[Collected data]
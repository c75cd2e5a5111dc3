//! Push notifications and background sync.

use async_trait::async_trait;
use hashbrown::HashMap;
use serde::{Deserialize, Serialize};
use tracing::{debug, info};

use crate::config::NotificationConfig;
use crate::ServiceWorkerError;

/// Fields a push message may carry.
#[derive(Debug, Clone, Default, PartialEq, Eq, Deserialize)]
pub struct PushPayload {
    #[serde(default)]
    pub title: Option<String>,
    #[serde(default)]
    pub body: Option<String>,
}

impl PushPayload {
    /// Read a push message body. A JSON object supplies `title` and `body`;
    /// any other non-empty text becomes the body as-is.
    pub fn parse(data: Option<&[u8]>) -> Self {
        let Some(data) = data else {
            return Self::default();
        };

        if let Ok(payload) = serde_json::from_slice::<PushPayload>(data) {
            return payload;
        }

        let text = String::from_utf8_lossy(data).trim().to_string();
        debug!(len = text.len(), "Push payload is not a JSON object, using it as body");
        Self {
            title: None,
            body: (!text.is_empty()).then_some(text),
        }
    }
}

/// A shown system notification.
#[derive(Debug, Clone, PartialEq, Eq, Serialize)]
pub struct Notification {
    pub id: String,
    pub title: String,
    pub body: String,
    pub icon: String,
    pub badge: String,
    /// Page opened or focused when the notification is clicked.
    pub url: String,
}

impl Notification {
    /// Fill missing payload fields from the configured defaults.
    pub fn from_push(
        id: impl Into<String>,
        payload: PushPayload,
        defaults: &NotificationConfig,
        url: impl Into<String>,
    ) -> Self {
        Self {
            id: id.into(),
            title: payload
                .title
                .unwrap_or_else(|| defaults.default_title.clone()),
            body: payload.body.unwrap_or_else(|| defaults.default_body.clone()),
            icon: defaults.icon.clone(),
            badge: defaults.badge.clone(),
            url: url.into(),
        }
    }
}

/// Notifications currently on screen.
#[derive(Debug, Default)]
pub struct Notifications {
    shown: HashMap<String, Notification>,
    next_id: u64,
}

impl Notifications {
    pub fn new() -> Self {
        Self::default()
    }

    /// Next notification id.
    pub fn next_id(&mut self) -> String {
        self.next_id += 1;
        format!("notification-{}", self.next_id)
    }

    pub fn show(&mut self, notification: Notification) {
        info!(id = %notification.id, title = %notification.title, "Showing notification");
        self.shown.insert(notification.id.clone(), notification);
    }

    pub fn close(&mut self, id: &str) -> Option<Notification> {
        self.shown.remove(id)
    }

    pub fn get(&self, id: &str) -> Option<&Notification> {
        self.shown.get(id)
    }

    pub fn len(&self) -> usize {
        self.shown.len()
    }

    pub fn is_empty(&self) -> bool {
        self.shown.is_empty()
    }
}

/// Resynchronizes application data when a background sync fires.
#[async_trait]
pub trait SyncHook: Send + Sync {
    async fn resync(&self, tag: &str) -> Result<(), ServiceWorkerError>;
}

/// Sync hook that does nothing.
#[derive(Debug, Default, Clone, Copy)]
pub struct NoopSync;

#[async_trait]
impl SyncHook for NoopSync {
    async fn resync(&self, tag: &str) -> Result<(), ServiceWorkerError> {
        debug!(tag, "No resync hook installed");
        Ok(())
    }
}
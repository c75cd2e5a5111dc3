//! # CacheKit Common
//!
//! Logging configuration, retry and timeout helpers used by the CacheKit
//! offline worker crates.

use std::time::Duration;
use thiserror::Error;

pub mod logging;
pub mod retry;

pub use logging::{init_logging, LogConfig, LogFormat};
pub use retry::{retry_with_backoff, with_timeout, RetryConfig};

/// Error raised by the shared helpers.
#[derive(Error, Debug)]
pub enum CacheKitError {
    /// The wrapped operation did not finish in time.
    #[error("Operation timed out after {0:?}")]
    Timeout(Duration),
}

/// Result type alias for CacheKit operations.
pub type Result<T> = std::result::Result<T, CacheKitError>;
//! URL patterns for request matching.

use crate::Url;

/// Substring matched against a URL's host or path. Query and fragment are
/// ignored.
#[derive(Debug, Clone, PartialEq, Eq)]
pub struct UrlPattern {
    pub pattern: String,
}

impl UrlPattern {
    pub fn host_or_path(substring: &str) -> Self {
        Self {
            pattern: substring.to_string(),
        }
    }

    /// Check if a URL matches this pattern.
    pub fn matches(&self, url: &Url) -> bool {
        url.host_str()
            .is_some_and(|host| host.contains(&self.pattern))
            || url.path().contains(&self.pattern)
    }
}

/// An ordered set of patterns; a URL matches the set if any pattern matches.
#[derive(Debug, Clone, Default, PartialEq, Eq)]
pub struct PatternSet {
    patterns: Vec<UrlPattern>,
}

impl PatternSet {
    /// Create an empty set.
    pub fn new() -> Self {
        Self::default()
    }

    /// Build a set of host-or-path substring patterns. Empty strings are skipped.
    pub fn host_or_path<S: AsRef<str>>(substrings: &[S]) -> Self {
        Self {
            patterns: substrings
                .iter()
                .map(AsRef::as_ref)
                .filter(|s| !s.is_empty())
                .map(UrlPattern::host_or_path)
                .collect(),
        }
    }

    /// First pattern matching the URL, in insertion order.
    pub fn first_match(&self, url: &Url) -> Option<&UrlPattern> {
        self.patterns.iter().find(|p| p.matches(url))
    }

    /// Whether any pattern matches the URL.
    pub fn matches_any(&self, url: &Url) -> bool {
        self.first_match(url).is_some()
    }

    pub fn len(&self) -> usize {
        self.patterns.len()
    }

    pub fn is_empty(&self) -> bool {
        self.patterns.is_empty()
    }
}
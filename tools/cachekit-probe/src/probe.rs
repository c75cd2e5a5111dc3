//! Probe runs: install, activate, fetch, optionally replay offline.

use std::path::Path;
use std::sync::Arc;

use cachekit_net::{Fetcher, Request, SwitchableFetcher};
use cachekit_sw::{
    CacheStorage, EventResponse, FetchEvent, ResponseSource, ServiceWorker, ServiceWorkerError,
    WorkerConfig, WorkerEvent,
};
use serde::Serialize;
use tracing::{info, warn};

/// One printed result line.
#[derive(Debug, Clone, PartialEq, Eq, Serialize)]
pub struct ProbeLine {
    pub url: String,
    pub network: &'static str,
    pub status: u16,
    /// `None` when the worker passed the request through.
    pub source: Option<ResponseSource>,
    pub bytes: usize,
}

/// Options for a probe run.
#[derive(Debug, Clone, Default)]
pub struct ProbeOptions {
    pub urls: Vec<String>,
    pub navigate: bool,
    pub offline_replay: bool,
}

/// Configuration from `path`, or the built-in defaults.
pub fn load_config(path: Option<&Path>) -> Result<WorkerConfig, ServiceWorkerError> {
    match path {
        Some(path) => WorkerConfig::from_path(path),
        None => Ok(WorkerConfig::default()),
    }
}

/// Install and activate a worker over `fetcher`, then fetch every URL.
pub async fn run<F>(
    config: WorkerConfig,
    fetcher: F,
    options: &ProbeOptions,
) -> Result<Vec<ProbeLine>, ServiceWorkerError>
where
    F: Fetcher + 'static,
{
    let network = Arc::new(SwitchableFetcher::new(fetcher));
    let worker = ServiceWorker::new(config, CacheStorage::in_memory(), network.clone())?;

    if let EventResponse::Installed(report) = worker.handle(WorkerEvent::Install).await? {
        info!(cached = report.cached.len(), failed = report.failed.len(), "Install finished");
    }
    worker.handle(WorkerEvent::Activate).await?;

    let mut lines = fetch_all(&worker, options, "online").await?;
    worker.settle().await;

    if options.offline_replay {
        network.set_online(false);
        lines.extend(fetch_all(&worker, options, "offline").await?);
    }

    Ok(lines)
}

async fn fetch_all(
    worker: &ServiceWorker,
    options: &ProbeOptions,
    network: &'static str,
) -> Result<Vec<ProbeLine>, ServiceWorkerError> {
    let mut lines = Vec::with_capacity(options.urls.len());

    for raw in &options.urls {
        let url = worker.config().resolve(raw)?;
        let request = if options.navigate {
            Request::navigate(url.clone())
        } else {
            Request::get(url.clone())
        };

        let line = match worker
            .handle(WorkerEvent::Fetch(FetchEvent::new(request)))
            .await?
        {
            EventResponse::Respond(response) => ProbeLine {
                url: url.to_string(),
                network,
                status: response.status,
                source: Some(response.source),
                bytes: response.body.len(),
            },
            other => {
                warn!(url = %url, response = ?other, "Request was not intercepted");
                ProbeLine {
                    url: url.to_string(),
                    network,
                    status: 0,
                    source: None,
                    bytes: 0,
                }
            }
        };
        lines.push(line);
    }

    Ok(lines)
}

■ What you have to do ■
Return exactly the lines from the line holding "if let EventResponse::Installed(report)" to the last line of the data, with both of those lines included and nothing added.

■ Result of this task ■
    if let EventResponse::Installed(report) = worker.handle(WorkerEvent::Install).await? {
        info!(cached = report.cached.len(), failed = report.failed.len(), "Install finished");
    }
    worker.handle(WorkerEvent::Activate).await?;

    let mut lines = fetch_all(&worker, options, "online").await?;
    worker.settle().await;

    if options.offline_replay {
        network.set_online(false);
        lines.extend(fetch_all(&worker, options, "offline").await?);
    }

    Ok(lines)
}

async fn fetch_all(
    worker: &ServiceWorker,
    options: &ProbeOptions,
    network: &'static str,
) -> Result<Vec<ProbeLine>, ServiceWorkerError> {
    let mut lines = Vec::with_capacity(options.urls.len());

    for raw in &options.urls {
        let url = worker.config().resolve(raw)?;
        let request = if options.navigate {
            Request::navigate(url.clone())
        } else {
            Request::get(url.clone())
        };

        let line = match worker
            .handle(WorkerEvent::Fetch(FetchEvent::new(request)))
            .await?
        {
            EventResponse::Respond(response) => ProbeLine {
                url: url.to_string(),
                network,
                status: response.status,
                source: Some(response.source),
                bytes: response.body.len(),
            },
            other => {
                warn!(url = %url, response = ?other, "Request was not intercepted");
                ProbeLine {
                    url: url.to_string(),
                    network,
                    status: 0,
                    source: None,
                    bytes: 0,
                }
            }
        };
        lines.push(line);
    }

    Ok(lines)
}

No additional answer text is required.